_Your goal:_
For each line below that contains the word "path", make a copy.

(Stored data)
◇ ◇ ◇ ◇ ◇
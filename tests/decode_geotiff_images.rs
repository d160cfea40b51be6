extern crate tiff;

use tiff::decoder::{Decoder, DecodingResult};
use tiff::tags::Tag;
use tiff::ColorType;

use std::fs::File;
use std::path::PathBuf;

const TEST_IMAGE_DIR: &str = "./tests/images";

#[test]
fn test_geo_tiff() {
    let filenames = ["geo-5b.tif"];
    for filename in filenames.iter() {
        let path = PathBuf::from(TEST_IMAGE_DIR).join(filename);
        let img_file = File::open(path).expect("Cannot find test image!");
        let mut decoder = Decoder::new(img_file).expect("Cannot create decoder");
        decoder = decoder.with_limits(tiff::decoder::Limits::unlimited());

        assert_eq!(
            decoder.dimensions().expect("Cannot get dimensions"),
            (10, 10)
        );
        assert_eq!(
            decoder.colortype().expect("Cannot get colortype"),
            ColorType::Multiband {
                bit_depth: 16,
                num_samples: 5
            }
        );
        assert_eq!(
            decoder
                .get_tag_u64(Tag::StripOffsets)
                .expect("Cannot get StripOffsets"),
            418
        );
        assert_eq!(
            decoder
                .get_tag_u64(Tag::RowsPerStrip)
                .expect("Cannot get RowsPerStrip"),
            10
        );
        assert_eq!(
            decoder
                .get_tag_u64(Tag::StripByteCounts)
                .expect("Cannot get StripByteCounts"),
            1000
        );
        assert_eq!(
            decoder
                .get_tag(Tag::ModelPixelScaleTag)
                .expect("Cannot get pixel scale")
                .into_f64_vec()
                .expect("Cannot get pixel scale"),
            vec![60.0, 60.0, 0.0]
        );
        let DecodingResult::I16(data) = decoder.read_image().unwrap() else {
            panic!("Cannot read band data")
        };
        assert_eq!(data.len(), 500);
    }
}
◇ ◇ ◇ ◇ ◇
_Written solution:_
use std::path::PathBuf;
        let path = PathBuf::from(TEST_IMAGE_DIR).join(filename);
        let img_file = File::open(path).expect("Cannot find test image!");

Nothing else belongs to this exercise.